An Outdoorsman Follows a Pipeline's Path Through the Wild
The Atlantic Coast Pipeline puts the environment and local communities at risk
I LIE ON AN OPEN STRIP OF MOUNTAINSIDE as the wind whips eastward. It's nearing 20 degrees, not long before sunrise, though my wristwatch stopped ticking at 6:30 the night before. My toes have numbed, and I'm probably trespassing. Beyond a ridgeline to the west, still obscured in the haze of this bitter November morning in Bath County, Virginia, is the likely future path of the Atlantic Coast Pipeline.
If it's approved, 300 miles of the pipeline will run through Virginia—the state I've called home for the better part of 10 years. In that time, I have returned many times to these Appalachian slopes to unfurl my sleeping bag, pack the mud of their trails into the soles of my boots, and take in the region's last traces of wild.
Pockets of the Blue Ridge and Shenandoah Mountains are as familiar and dear to me as my own backyard. They are the worn creases in my map: tracts of national forest where my pregnant wife and I camped, where our children first toddled. Where we all lay beneath the cedars and oaks in the coolness of late summer. Here I learned to backpack, to hang a bear bag, to start a fire in the rain. It's where I discovered a sense of belonging to the natural world.
In 2014, Dominion, in partnership with three other energy companies, announced plans to connect gas reserves in the Marcellus and Utica shale regions to gas-burning power plants in Virginia and North Carolina. The initial proposed route would have cut through the Cheat and Shenandoah Mountains, home to several endangered or at-risk species commonly found in the Monongahela, George Washington, and Jefferson National Forests: the Cheat Mountain and Cow Knob salamanders, the Virginia big-eared bat, and the West Virginia northern flying squirrel, among others.
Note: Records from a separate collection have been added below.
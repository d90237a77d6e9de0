use anyhow::Context;
use clap::Parser;
use metrics_exporter_prometheus::PrometheusHandle;
use snaplabel_model::{read_artifact, write_color_demo, ArtifactFetcher, ModelService};
use snaplabel_server::cli::{Cli, Commands};
use snaplabel_server::config::ServerConfig;
use snaplabel_server::server::run_server;
use snaplabel_server::state::AppState;
use std::net::SocketAddr;
use tracing::info;
use tracing_subscriber::{layer::SubscriberExt, util::SubscriberInitExt, EnvFilter};

#[tokio::main]
async fn main() -> anyhow::Result<()> {
    let cli = Cli::parse();
    init_logging(cli.verbose, cli.log_json);

    match &cli.command {
        Commands::Serve { .. } => {
            let config = ServerConfig::load(&cli.config, &cli)?;
            let metrics_handle = init_metrics()?;

            let addr: SocketAddr = format!("{}:{}", config.server.address, config.server.port)
                .parse()
                .context("invalid listen address")?;

            let model = ModelService::from_settings(&config.model)?;
            info!(
                remote_id = %config.model.remote_id,
                local_path = %config.model.local_path.display(),
                eager = config.server.eager_load,
                "Starting snaplabel"
            );

            let state = AppState::new(config, model).with_metrics(metrics_handle);
            run_server(state, addr).await?;
        }

        Commands::Fetch => {
            let config = ServerConfig::load(&cli.config, &cli)?;
            let fetcher = ArtifactFetcher::from_settings(&config.model)?;
            let path = fetcher
                .ensure_local(&config.model.remote_id, &config.model.local_path)
                .await?;
            println!("{}", path.display());
        }

        Commands::Predict { image } => {
            let config = ServerConfig::load(&cli.config, &cli)?;
            let bytes = tokio::fs::read(image)
                .await
                .with_context(|| format!("cannot read {}", image.display()))?;

            let model = ModelService::from_settings(&config.model)?.get().await?;
            let prediction =
                tokio::task::spawn_blocking(move || model.pipeline.predict(&bytes)).await??;

            println!();
            println!("  Prediction: {}", prediction.result.label());
            println!();
            for entry in prediction.result.ranked() {
                let marker = if entry.highlighted { ">" } else { " " };
                println!(
                    "  {} {:<24} {:>7.2}%  {}",
                    marker,
                    entry.label,
                    entry.percent,
                    "#".repeat((entry.percent / 4.0).round() as usize)
                );
            }
            println!();
        }

        Commands::Inspect => {
            let config = ServerConfig::load(&cli.config, &cli)?;
            let fetcher = ArtifactFetcher::from_settings(&config.model)?;
            let path = fetcher
                .ensure_local(&config.model.remote_id, &config.model.local_path)
                .await?;

            let (manifest, bytes) = read_artifact(&path)?;
            println!("# {} ({} bytes)", path.display(), bytes.len());
            print!("{}", serde_yaml::to_string(&manifest)?);
        }

        Commands::ExportDemo { path } => {
            let manifest = write_color_demo(path)?;
            println!(
                "Wrote {} classifier for [{}] to {}",
                manifest.architecture,
                manifest.labels.join(", "),
                path.display()
            );
        }
    }

    Ok(())
}

fn init_logging(verbose: bool, json: bool) {
    let filter = if verbose {
        "snaplabel=debug,snaplabel_server=debug,snaplabel_model=debug,tower_http=debug"
    } else {
        "snaplabel=info,snaplabel_server=info,snaplabel_model=info,tower_http=warn"
    };
    let filter = EnvFilter::try_from_default_env().unwrap_or_else(|_| EnvFilter::new(filter));

    let registry = tracing_subscriber::registry().with(filter);
    if json {
        registry.with(tracing_subscriber::fmt::layer().json()).init();
    } else {
        registry.with(tracing_subscriber::fmt::layer()).init();
    }
}

/// Initialize metrics exporter and return handle for rendering
fn init_metrics() -> anyhow::Result<PrometheusHandle> {
    use metrics_exporter_prometheus::PrometheusBuilder;

    let handle = PrometheusBuilder::new()
        .install_recorder()
        .map_err(|e| anyhow::anyhow!("Failed to install metrics: {}", e))?;

    metrics::describe_counter!(
        "snaplabel_requests_total",
        "Total number of prediction requests received"
    );
    metrics::describe_counter!(
        "snaplabel_predictions_total",
        "Successful predictions by predicted label"
    );
    metrics::describe_counter!("snaplabel_errors_total", "Failed requests by error kind");
    metrics::describe_histogram!(
        "snaplabel_inference_latency_us",
        metrics::Unit::Microseconds,
        "Time spent inside the predictor in microseconds"
    );
    metrics::describe_counter!(
        "snaplabel_artifact_downloads_total",
        "Model artifacts downloaded from the remote source"
    );

    info!("Metrics exporter initialized");
    Ok(handle)
}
The U.S. Forest Service's response to Dominion's original proposal cited the risks posed to "north-south ecosystem connectivity . . . important for building resilience to climate change impacts." The pipeline's path has undergone hundreds of route adjustments since then, but the mainstay of the project has remained a continuous easement across some of the most rugged and environmentally sensitive terrain in the central Appalachians.
"The Atlantic Coast Pipeline embodies all kinds of risks," says Lena Moffitt, the director of the Sierra Club's Beyond Dirty Fuels campaign. "It is exactly the wrong kind of investment that we need to be making in this country." The Sierra Club has long opposed the project because of the likely effects on core forest and threatened and endangered species, silting and erosion control, and, ultimately, the climate. "Making the kinds of investments that would lock us into expanded fossil fuel reliance over the next several decades is irresponsible."
I pull from my pocket a grainy printout of the pipeline's route from Dominion's own website. For now, it is little more than a line on a map, running some 600 miles from West Virginia to North Carolina like a jagged scar.
I nestle back into my bivy and peer along the edge of the George Washington and Jefferson National Forests. I want to see these mountains beyond their topographical contours, ford the streams that meander like veins through my map's two-dimensional valleys, walk under the trees painted in dull green like spilled ink.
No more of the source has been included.